As mudanças introduzidas pela reforma previdenciária afetam significativamente os segurados, especialmente aqueles cujas incapacidades não são decorrentes de acidentes de trabalho ou doenças profissionais. A redução do valor do benefício para esses casos pode ter implicações importantes na proteção social e na qualidade de vida dos segurados.
 

A diferenciação no cálculo dos benefícios pode ser vista como uma forma de justiça distributiva, priorizando os casos de incapacidades decorrentes de trabalho. No entanto, também gera preocupações sobre a adequação dos benefícios para atender às necessidades dos segurados incapacitados por outras causas, o que é o caso das doenças incuráveis, uma vez que são graves e irreversíveis.

 

 

2. Doenças que isentam o segurado do período de carência

 

Para ter direito à aposentadoria por incapacidade permanente e auxílio-doença (auxílio por incapacidade temporária) é preciso cumprir o período de carência. Ou seja, requer-se pelo menos 12 contribuições para a Previdência Social. Dessa forma, para esses benefícios o tempo carência exigido é de 12 meses.
 

No entanto, existem certas doenças, que devido a gravidade e imprevisibilidade, dispensam o cumprimento de carência.

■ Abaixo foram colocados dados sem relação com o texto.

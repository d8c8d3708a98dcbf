//! Wire payload for discovery endpoints
//!
//! A discovery endpoint may return either a bare array of descriptors or
//! `{ "services": [...] }`, and every descriptor field except `id` is
//! optional. Normalization is permissive: missing fields default, so a
//! sparse payload never fails discovery outright.

use crate::capability::Capability;
use crate::health::{Health, HealthStatus};
use crate::service::DiscoveredService;
use chrono::{DateTime, Utc};
use serde::Deserialize;
use std::collections::HashMap;

/// Accepted endpoint response shapes.
#[derive(Debug, Deserialize)]
#[serde(untagged)]
pub enum DiscoveryPayload {
    /// `{ "services": [...] }`
    Wrapped {
        /// The descriptor list
        services: Vec<RawDescriptor>,
    },
    /// A bare array of descriptors
    List(Vec<RawDescriptor>),
}

impl DiscoveryPayload {
    /// Unwrap to the descriptor list regardless of shape.
    pub fn into_descriptors(self) -> Vec<RawDescriptor> {
        match self {
            Self::Wrapped { services } => services,
            Self::List(services) => services,
        }
    }
}

/// One service descriptor as a remote node reports it.
#[derive(Debug, Clone, Deserialize)]
pub struct RawDescriptor {
    /// Stable identifier; the only required field
    pub id: String,

    /// Display name; defaults to the id
    pub name: Option<String>,

    /// Type tag; defaults to "unknown"
    #[serde(rename = "type")]
    pub service_type: Option<String>,

    /// Base URL of the service; defaults to the polled endpoint
    pub endpoint: Option<String>,

    /// Advertised capabilities; defaults to empty
    pub capabilities: Option<Vec<Capability>>,

    /// Last health report; defaults to offline, stamped now
    pub health: Option<RawHealth>,

    /// Opaque metadata
    pub metadata: Option<HashMap<String, String>>,
}

/// Health as reported on the wire; every field optional.
#[derive(Debug, Clone, Deserialize)]
pub struct RawHealth {
    /// Reported status; defaults to offline
    pub status: Option<HealthStatus>,

    /// When the remote node produced the report; defaults to now
    #[serde(alias = "lastCheck")]
    pub last_check: Option<DateTime<Utc>>,

    /// Diagnostic detail
    pub error: Option<String>,
}

impl RawHealth {
    fn into_health(self) -> Health {
        Health {
            status: self.status.unwrap_or(HealthStatus::Offline),
            last_check: self.last_check.unwrap_or_else(Utc::now),
            error: self.error,
        }
    }
}

impl RawDescriptor {
    /// Normalize into the canonical [`DiscoveredService`] shape.
    ///
    /// `source_endpoint` is the discovery endpoint the descriptor came
    /// from, used when the descriptor does not carry its own endpoint.
    pub fn into_discovered(self, source_endpoint: &str) -> DiscoveredService {
        let now = Utc::now();
        DiscoveredService {
            name: self.name.unwrap_or_else(|| self.id.clone()),
            id: self.id,
            service_type: self.service_type.unwrap_or_else(|| "unknown".to_string()),
            endpoint: self
                .endpoint
                .unwrap_or_else(|| source_endpoint.to_string()),
            capabilities: self.capabilities.unwrap_or_default(),
            health: self
                .health
                .map(RawHealth::into_health)
                .unwrap_or_else(|| Health {
                    status: HealthStatus::Offline,
                    last_check: now,
                    error: None,
                }),
            metadata: self.metadata.unwrap_or_default(),
            discovered_at: now,
            last_seen: now,
        }
    }
}

#[cfg(test)]
mod tests {
    use super::*;

    #[test]
    fn test_accepts_bare_array() {
        let payload: DiscoveryPayload =
            serde_json::from_str(r#"[{"id": "svc-1"}, {"id": "svc-2"}]"#).unwrap();

        assert_eq!(payload.into_descriptors().len(), 2);
    }

    #[test]
    fn test_accepts_wrapped_object() {
        let payload: DiscoveryPayload =
            serde_json::from_str(r#"{"services": [{"id": "svc-1"}]}"#).unwrap();

        assert_eq!(payload.into_descriptors().len(), 1);
    }

    #[test]
    fn test_rejects_other_shapes() {
        let result: Result<DiscoveryPayload, _> = serde_json::from_str(r#"{"count": 3}"#);
        assert!(result.is_err());
    }

    #[test]
    fn test_sparse_descriptor_defaults() {
        let raw: RawDescriptor = serde_json::from_str(r#"{"id": "svc-1"}"#).unwrap();
        let discovered = raw.into_discovered("http://node-a:7400/services/discover");

        assert_eq!(discovered.name, "svc-1");
        assert_eq!(discovered.service_type, "unknown");
        assert_eq!(discovered.endpoint, "http://node-a:7400/services/discover");
        assert!(discovered.capabilities.is_empty());
        assert_eq!(discovered.health.status, HealthStatus::Offline);
    }

    #[test]
    fn test_full_descriptor_round_trip() {
        let raw: RawDescriptor = serde_json::from_str(
            r#"{
                "id": "media-1",
                "name": "Media Worker",
                "type": "media",
                "endpoint": "http://media-1:9000",
                "capabilities": [{"name": "transcode", "version": "2.1", "features": ["h264"]}],
                "health": {"status": "healthy", "lastCheck": "2026-08-01T10:00:00Z"},
                "metadata": {"region": "us-east"}
            }"#,
        )
        .unwrap();
        let discovered = raw.into_discovered("http://node-a:7400/services/discover");

        assert_eq!(discovered.name, "Media Worker");
        assert_eq!(discovered.endpoint, "http://media-1:9000");
        assert_eq!(discovered.capabilities[0].features, vec!["h264"]);
        assert_eq!(discovered.health.status, HealthStatus::Healthy);
        assert_eq!(discovered.metadata["region"], "us-east");
    }
}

Assim, basta apenas que o segurado tenha um vínculo ativo com o INSS, ou seja, esteja com qualidade de segurado perante a Previdência.
 

Dessa forma, a Portaria MTP/MS n.º 22/2022 determina que as doenças dispensadas do período de carência para os benefícios por incapacidade são as seguintes:
 

I – tuberculose ativa; II – hanseníase; III – transtorno mental grave, desde que esteja cursando com alienação mental; IV – neoplasia maligna; V – cegueira; VI – paralisia irreversível e incapacitante; VII – cardiopatia grave; VIII – doença de Parkinson; IX – espondilite anquilosante; X – nefropatia grave; XI – estado avançado da doença de Paget (osteíte deformante); XII – síndrome da deficiência imunológica adquirida (Aids); XIII – contaminação por radiação, com base em conclusão da medicina especializada; XIV – hepatopatia grave; XV – esclerose múltipla; XVI – acidente vascular encefálico (agudo); e XVII – abdome agudo cirúrgico.
 

Assim, para ter direito ao benefício, basta que o segurado empregado trabalhe um único dia. No caso dos segurados facultativos e contribuintes individuais, exige-se uma contribuição para a Previdência Social antes da data de início da incapacidade gerada por alguma doença grave.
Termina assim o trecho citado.